Work order: Write out the entries below exactly, from the first line to the one with "a human readable", both ends included.

:::::

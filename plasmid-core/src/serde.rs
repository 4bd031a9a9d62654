// SPDX-License-Identifier: MIT OR Apache-2.0

use serde::{Deserialize, Serialize};
use serde_bytes::{ByteBuf as SerdeByteBuf, Bytes as SerdeBytes};

/// Helper method for `serde` to serialize bytes into a hex string when using a human readable
/// encoding (JSON), otherwise it serializes the bytes directly (CBOR).
pub fn serialize_hex<S>(value: &[u8], serializer: S) -> Result<S::Ok, S::Error>
where
    S: serde::Serializer,
{
    if serializer.is_human_readable() {
        hex::serde::serialize(value, serializer)
    } else {
        SerdeBytes::new(value).serialize(serializer)
    }
}

/// Helper method for `serde` to deserialize from a hex string into bytes when using a human
/// readable encoding (JSON), otherwise it deserializes the bytes directly (CBOR).
pub fn deserialize_hex<'de, D>(deserializer: D) -> Result<Vec<u8>, D::Error>
where
    D: serde::Deserializer<'de>,
{
    if deserializer.is_human_readable() {
        hex::serde::deserialize(deserializer)
    } else {
        let bytes = <SerdeByteBuf>::deserialize(deserializer)?;
        Ok(bytes.to_vec())
    }
}
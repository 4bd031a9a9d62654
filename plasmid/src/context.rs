// SPDX-License-Identifier: MIT OR Apache-2.0

use std::sync::{RwLock, RwLockReadGuard, RwLockWriteGuard};

use plasmid_core::FeedKey;
use plasmid_store::{Feed, Storage};
use tokio::sync::{broadcast, watch};
use tokio_util::sync::CancellationToken;

use crate::events::NodeEvent;
use crate::state::NodeState;

/// Directory of the own feed inside the node's storage.
pub(crate) const OWN_FEED_DIR: &str = "feed";

/// Directory holding one sub-directory per subscribed feed.
pub(crate) const SUBSCRIPTIONS_DIR: &str = "subscriptions";

/// State shared between the node handle, the control loop and all subscription listeners.
pub(crate) struct NodeContext {
    pub feed: Feed,
    pub storage: Storage,
    pub state: RwLock<NodeState>,
    pub events: broadcast::Sender<NodeEvent>,

    /// Number of own-feed entries the control loop has dispatched.
    pub processed: watch::Receiver<u64>,

    /// Length of the own feed when the node was started.
    pub replay_length: u64,

    pub shutdown: CancellationToken,
}

impl NodeContext {
    pub fn emit(&self, event: NodeEvent) {
        // Sending only fails when nobody is listening.
        let _ = self.events.send(event);
    }

    pub fn read_state(&self) -> RwLockReadGuard<'_, NodeState> {
        self.state.read().unwrap_or_else(|err| err.into_inner())
    }

    pub fn write_state(&self) -> RwLockWriteGuard<'_, NodeState> {
        self.state.write().unwrap_or_else(|err| err.into_inner())
    }

    /// Storage location for the mirror of a subscribed feed.
    pub fn subscription_storage(&self, feed_key: &FeedKey) -> Storage {
        self.storage.join(SUBSCRIPTIONS_DIR).join(feed_key.as_str())
    }

    /// Handle of the own feed or of a subscribed feed.
    pub fn feed_for(&self, feed_key: &FeedKey) -> Option<Feed> {
        if feed_key == self.feed.key() {
            return Some(self.feed.clone());
        }

        self.read_state()
            .subscriptions
            .get(feed_key)
            .map(|subscription| subscription.feed().clone())
    }

    /// Wait until the control loop dispatched the entry at `index`.
    ///
    /// Returns `false` if the control loop stopped before.
    pub async fn wait_processed(&self, index: u64) -> bool {
        let mut processed = self.processed.clone();
        processed
            .wait_for(|processed| *processed > index)
            .await
            .is_ok()
    }

    /// Wait until all entries present at startup have been dispatched.
    pub async fn wait_replayed(&self) -> bool {
        match self.replay_length {
            0 => true,
            length => self.wait_processed(length - 1).await,
        }
    }
}
// SPDX-License-Identifier: MIT OR Apache-2.0

use std::time::Duration;

use tokio::sync::broadcast;

use crate::NodeEvent;

pub fn setup_logging() {
    if std::env::var("RUST_LOG").is_ok() {
        let _ = tracing_subscriber::fmt()
            .with_env_filter(tracing_subscriber::EnvFilter::from_default_env())
            .try_init();
    }
}

/// Wait for the first event matching the predicate, skipping all others.
///
/// Panics if no such event arrives within five seconds.
pub async fn wait_for_event<F>(
    events: &mut broadcast::Receiver<NodeEvent>,
    predicate: F,
) -> NodeEvent
where
    F: Fn(&NodeEvent) -> bool,
{
    let wait = async {
        loop {
            match events.recv().await {
                Ok(event) if predicate(&event) => return event,
                Ok(_) | Err(broadcast::error::RecvError::Lagged(_)) => continue,
                Err(broadcast::error::RecvError::Closed) => panic!("event channel closed"),
            }
        }
    };

    tokio::time::timeout(Duration::from_secs(5), wait)
        .await
        .expect("timed out waiting for event")
}
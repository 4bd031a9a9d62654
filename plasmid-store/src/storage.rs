// SPDX-License-Identifier: MIT OR Apache-2.0

//! Persistence backends for feeds.
//!
//! On disk every feed lives in its own directory. The `entries` file holds the log as a sequence
//! of frames, each a big-endian `u32` length followed by the CBOR-encoded [`SignedEntry`]. Writable
//! feeds additionally keep their 32 byte private key in a `key` file.
use std::io::ErrorKind;
use std::path::{Path, PathBuf};

use plasmid_core::PrivateKey;
use tokio::fs::{self, File, OpenOptions};
use tokio::io::AsyncWriteExt;
use tracing::{debug, warn};

use crate::FeedError;
use crate::signed::SignedEntry;

const ENTRIES_FILE: &str = "entries";
const KEY_FILE: &str = "key";
const FRAME_HEADER_LEN: usize = 4;

/// Where a feed keeps its entries.
#[derive(Clone, Debug, Default, PartialEq, Eq)]
pub enum Storage {
    /// Entries are only kept in memory and are lost when the feed is dropped.
    #[default]
    Memory,

    /// Entries are persisted in the given directory.
    Directory(PathBuf),
}

impl Storage {
    pub fn directory(path: impl Into<PathBuf>) -> Self {
        Self::Directory(path.into())
    }

    /// Storage for a sub-directory of this storage, or memory storage again.
    pub fn join(&self, name: &str) -> Self {
        match self {
            Storage::Memory => Storage::Memory,
            Storage::Directory(path) => Storage::Directory(path.join(name)),
        }
    }
}

/// Append-only log backend.
#[derive(Debug)]
pub(crate) struct Log {
    file: Option<File>,
}

impl Log {
    /// Open the log and load all entries which were persisted before.
    pub(crate) async fn open(storage: &Storage) -> Result<(Self, Vec<SignedEntry>), FeedError> {
        let dir = match storage {
            Storage::Memory => return Ok((Self { file: None }, Vec::new())),
            Storage::Directory(dir) => dir,
        };

        fs::create_dir_all(dir).await?;
        let path = dir.join(ENTRIES_FILE);

        let bytes = match fs::read(&path).await {
            Ok(bytes) => bytes,
            Err(err) if err.kind() == ErrorKind::NotFound => Vec::new(),
            Err(err) => return Err(err.into()),
        };

        let (entries, valid_len) = decode_frames(&bytes)?;

        let file = OpenOptions::new()
            .create(true)
            .append(true)
            .open(&path)
            .await?;

        if valid_len < bytes.len() {
            warn!(
                path = %path.display(),
                "truncating {} bytes of incomplete entry at end of feed",
                bytes.len() - valid_len
            );
            file.set_len(valid_len as u64).await?;
        }

        debug!(path = %path.display(), entries = entries.len(), "opened feed storage");

        Ok((Self { file: Some(file) }, entries))
    }

    pub(crate) async fn write(&mut self, record: &SignedEntry) -> Result<(), FeedError> {
        let Some(file) = self.file.as_mut() else {
            return Ok(());
        };

        let mut bytes = Vec::new();
        ciborium::into_writer(record, &mut bytes)
            .map_err(|err| FeedError::Encode(err.to_string()))?;

        let mut frame = Vec::with_capacity(FRAME_HEADER_LEN + bytes.len());
        frame.extend_from_slice(&(bytes.len() as u32).to_be_bytes());
        frame.extend_from_slice(&bytes);

        file.write_all(&frame).await?;
        file.flush().await?;
        file.sync_data().await?;

        Ok(())
    }

    pub(crate) async fn close(&mut self) -> Result<(), FeedError> {
        if let Some(mut file) = self.file.take() {
            file.flush().await?;
            file.sync_all().await?;
        }
        Ok(())
    }
}

/// Decode all complete frames.
///
/// Returns the entries and the number of bytes they occupy. Trailing bytes of a torn write are
/// not part of that length. A frame which can not be decoded, or whose length header points past
/// a complete record, is reported as [`FeedError::Corrupted`] with its offset.
fn decode_frames(bytes: &[u8]) -> Result<(Vec<SignedEntry>, usize), FeedError> {
    let mut entries = Vec::new();
    let mut offset = 0;

    while offset < bytes.len() {
        let Some(header) = bytes.get(offset..offset + FRAME_HEADER_LEN) else {
            break;
        };
        let mut len_bytes = [0; FRAME_HEADER_LEN];
        len_bytes.copy_from_slice(header);
        let len = u32::from_be_bytes(len_bytes) as usize;

        let start = offset + FRAME_HEADER_LEN;
        let Some(frame) = bytes.get(start..start + len) else {
            // A torn write leaves an incomplete record behind. A complete one means the length
            // header got damaged and later frames would be lost by truncating.
            if ciborium::from_reader::<SignedEntry, _>(&bytes[start..]).is_ok() {
                return Err(FeedError::Corrupted(offset as u64));
            }
            break;
        };

        let record: SignedEntry =
            ciborium::from_reader(frame).map_err(|_| FeedError::Corrupted(offset as u64))?;
        if record.entry.sequence != entries.len() as u64 {
            return Err(FeedError::Corrupted(offset as u64));
        }

        entries.push(record);
        offset = start + len;
    }

    Ok((entries, offset))
}

/// Load the private key of a writable feed, creating and persisting one if none exists yet.
///
/// A given key is only used for fresh storage; if another key was persisted before this fails
/// with [`FeedError::KeyMismatch`].
pub(crate) async fn load_or_create_key(
    storage: &Storage,
    private_key: Option<PrivateKey>,
) -> Result<PrivateKey, FeedError> {
    let dir = match storage {
        Storage::Memory => return Ok(private_key.unwrap_or_default()),
        Storage::Directory(dir) => dir,
    };

    fs::create_dir_all(dir).await?;
    let path = dir.join(KEY_FILE);

    match fs::read(&path).await {
        Ok(bytes) => {
            let stored = PrivateKey::from_bytes(&bytes)?;
            if let Some(private_key) = private_key {
                if private_key.public_key() != stored.public_key() {
                    return Err(FeedError::KeyMismatch);
                }
            }
            Ok(stored)
        }
        Err(err) if err.kind() == ErrorKind::NotFound => {
            let private_key = private_key.unwrap_or_default();
            write_key(&path, &private_key).await?;
            debug!(path = %path.display(), "created new feed key");
            Ok(private_key)
        }
        Err(err) => Err(err.into()),
    }
}

async fn write_key(path: &Path, private_key: &PrivateKey) -> Result<(), FeedError> {
    let mut file = File::create(path).await?;
    file.write_all(&private_key.to_bytes()).await?;
    file.flush().await?;
    file.sync_all().await?;
    Ok(())
}

#[cfg(test)]
mod tests {
    use assert_matches::assert_matches;
    use plasmid_core::{Content, Entry, PrivateKey};
    use tokio::io::AsyncWriteExt;

    use crate::FeedError;
    use crate::signed::SignedEntry;

    use super::{ENTRIES_FILE, Log, Storage, load_or_create_key};

    fn signed_entry(private_key: &PrivateKey, sequence: u64) -> SignedEntry {
        let entry =
            Entry::new(private_key.public_key(), sequence, 0, Content::new("test")).unwrap();
        SignedEntry::sign(entry, private_key)
    }

    #[tokio::test]
    async fn persist_and_reload() {
        let dir = tempfile::tempdir().unwrap();
        let storage = Storage::directory(dir.path());
        let private_key = PrivateKey::new();

        let (mut log, entries) = Log::open(&storage).await.unwrap();
        assert!(entries.is_empty());
        log.write(&signed_entry(&private_key, 0)).await.unwrap();
        log.write(&signed_entry(&private_key, 1)).await.unwrap();
        log.close().await.unwrap();

        let (_, entries) = Log::open(&storage).await.unwrap();
        assert_eq!(entries.len(), 2);
        assert_eq!(entries[1].entry.sequence, 1);
        assert!(entries[1].verify(&private_key.public_key()));
    }

    #[tokio::test]
    async fn truncate_torn_write() {
        let dir = tempfile::tempdir().unwrap();
        let storage = Storage::directory(dir.path());
        let private_key = PrivateKey::new();

        let (mut log, _) = Log::open(&storage).await.unwrap();
        log.write(&signed_entry(&private_key, 0)).await.unwrap();
        log.close().await.unwrap();

        // Simulate a crash in the middle of writing a second frame.
        let mut file = tokio::fs::OpenOptions::new()
            .append(true)
            .open(dir.path().join(ENTRIES_FILE))
            .await
            .unwrap();
        file.write_all(&[0, 0, 1, 0, 0xa4]).await.unwrap();
        file.flush().await.unwrap();
        drop(file);

        let (mut log, entries) = Log::open(&storage).await.unwrap();
        assert_eq!(entries.len(), 1);
        log.write(&signed_entry(&private_key, 1)).await.unwrap();
        log.close().await.unwrap();

        let (_, entries) = Log::open(&storage).await.unwrap();
        assert_eq!(entries.len(), 2);
    }

    #[tokio::test]
    async fn damaged_header_is_not_truncated() {
        let dir = tempfile::tempdir().unwrap();
        let storage = Storage::directory(dir.path());
        let private_key = PrivateKey::new();

        let (mut log, _) = Log::open(&storage).await.unwrap();
        let first = signed_entry(&private_key, 0);
        log.write(&first).await.unwrap();
        log.write(&signed_entry(&private_key, 1)).await.unwrap();
        log.write(&signed_entry(&private_key, 2)).await.unwrap();
        log.close().await.unwrap();

        let path = dir.path().join(ENTRIES_FILE);
        let mut bytes = tokio::fs::read(&path).await.unwrap();
        let len_before = bytes.len();

        let mut first_bytes = Vec::new();
        ciborium::into_writer(&first, &mut first_bytes).unwrap();
        let offset = 4 + first_bytes.len();
        bytes[offset..offset + 4].copy_from_slice(&[0xff, 0xff, 0xff, 0xff]);
        tokio::fs::write(&path, &bytes).await.unwrap();

        assert_matches!(
            Log::open(&storage).await,
            Err(FeedError::Corrupted(at)) if at == offset as u64
        );
        assert_eq!(tokio::fs::read(&path).await.unwrap().len(), len_before);
    }

    #[tokio::test]
    async fn memory_storage_keeps_nothing() {
        let private_key = PrivateKey::new();
        let (mut log, _) = Log::open(&Storage::Memory).await.unwrap();
        log.write(&signed_entry(&private_key, 0)).await.unwrap();

        let (_, entries) = Log::open(&Storage::Memory).await.unwrap();
        assert!(entries.is_empty());
    }

    #[tokio::test]
    async fn stored_key_is_reused() {
        let dir = tempfile::tempdir().unwrap();
        let storage = Storage::directory(dir.path());

        let created = load_or_create_key(&storage, None).await.unwrap();
        let loaded = load_or_create_key(&storage, None).await.unwrap();
        assert_eq!(created.public_key(), loaded.public_key());

        assert_matches!(
            load_or_create_key(&storage, Some(PrivateKey::new())).await,
            Err(FeedError::KeyMismatch)
        );
    }
}
// SPDX-License-Identifier: MIT OR Apache-2.0

use std::path::PathBuf;

use plasmid_core::PrivateKey;
use plasmid_store::Storage;

use crate::Node;
use crate::node::{Config, NodeError};

#[derive(Default)]
pub struct NodeBuilder {
    private_key: Option<PrivateKey>,
    config: Config,
}

impl NodeBuilder {
    pub(crate) fn new() -> Self {
        NodeBuilder {
            private_key: None,
            config: Config::default(),
        }
    }

    /// Key of the own feed when creating new storage.
    ///
    /// Storage created earlier keeps using its persisted key, opening it with another key fails.
    pub fn private_key(mut self, private_key: PrivateKey) -> Self {
        self.private_key = Some(private_key);
        self
    }

    /// Persist all feeds in this directory.
    pub fn storage_path(mut self, path: impl Into<PathBuf>) -> Self {
        self.config.storage = Storage::directory(path);
        self
    }

    /// Keep all feeds in memory.
    pub fn in_memory(mut self) -> Self {
        self.config.storage = Storage::Memory;
        self
    }

    pub fn event_capacity(mut self, capacity: usize) -> Self {
        self.config.event_capacity = capacity;
        self
    }

    pub fn config(mut self, config: Config) -> Self {
        self.config = config;
        self
    }

    pub async fn spawn(self) -> Result<Node, NodeError> {
        if self.config.event_capacity == 0 {
            return Err(NodeError::InvalidArgument(
                "event capacity needs to be larger than zero".to_string(),
            ));
        }

        Node::spawn_inner(self.config, self.private_key).await
    }
}
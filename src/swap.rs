use near_sdk::json_types::U128;
use near_sdk::{env, near, AccountId, CryptoHash};

/// Length in bytes of a swap secret.
pub const SECRET_LENGTH: usize = 32;

// Unique identifier for a swap: the double SHA-256 of its secret.
pub type HashedSecret = CryptoHash;

// All the immutable parameters of a single swap instance.
#[near(serializers = [json, borsh])]
#[derive(Clone, Debug, PartialEq, Eq)]
pub struct Swap {
    pub initiator: AccountId,   // Funding account, refunded on timeout
    pub participant: AccountId, // Receives the tokens once the secret is revealed
    pub refund_time: u64,       // Unix seconds
    pub token_address: AccountId,
    pub total_amount: U128,
}

/// Hashes a secret the way swap keys are committed to: `sha256(sha256(secret))`.
pub fn hash_secret(secret: &[u8]) -> HashedSecret {
    env::sha256_array(&env::sha256_array(secret))
}
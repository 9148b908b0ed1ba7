use near_sdk::json_types::U128;
use near_sdk::{ext_contract, AccountId, Gas, NearToken, Promise};

// NEP-141 requires exactly one yoctoNEAR on transfers.
const ONE_YOCTO: NearToken = NearToken::from_yoctonear(1);

/// Static gas for `ft_transfer` / `ft_transfer_from` on the token contract.
pub const GAS_FOR_FT_CALL: Gas = Gas::from_tgas(15);

// External contract interfaces
#[ext_contract(ext_fungible_token)]
pub trait FungibleToken {
    fn ft_transfer(&mut self, receiver_id: AccountId, amount: U128, memo: Option<String>);
    fn ft_transfer_from(
        &mut self,
        owner_id: AccountId,
        new_owner_id: AccountId,
        amount: U128,
        memo: Option<String>,
    );
}

/// The single outbound call a successful swap operation asks the token ledger to make.
#[derive(Clone, Debug, PartialEq, Eq)]
pub enum TokenTransfer {
    /// Pull `amount` from `from` into `to` using the allowance `from` granted.
    TransferFrom {
        token: AccountId,
        amount: U128,
        from: AccountId,
        to: AccountId,
    },
    /// Pay `amount` out of this contract's own balance.
    Transfer {
        token: AccountId,
        amount: U128,
        to: AccountId,
    },
}

impl TokenTransfer {
    pub fn token(&self) -> &AccountId {
        match self {
            Self::TransferFrom { token, .. } | Self::Transfer { token, .. } => token,
        }
    }

    pub fn into_promise(self, memo: &str) -> Promise {
        let token = self.token().clone();
        let call = ext_fungible_token::ext(token)
            .with_attached_deposit(ONE_YOCTO)
            .with_static_gas(GAS_FOR_FT_CALL);

        match self {
            Self::TransferFrom {
                amount, from, to, ..
            } => call.ft_transfer_from(from, to, amount, Some(memo.to_string())),
            Self::Transfer { amount, to, .. } => call.ft_transfer(to, amount, Some(memo.to_string())),
        }
    }
}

:::::

Exercise result:
filename plasmid-core/src/serde.rs
repository 4bd031a9a9d62654
// SPDX-License-Identifier: MIT OR Apache-2.0

use serde::{Deserialize, Serialize};
use serde_bytes::{ByteBuf as SerdeByteBuf, Bytes as SerdeBytes};

/// Helper method for `serde` to serialize bytes into a hex string when using a human readable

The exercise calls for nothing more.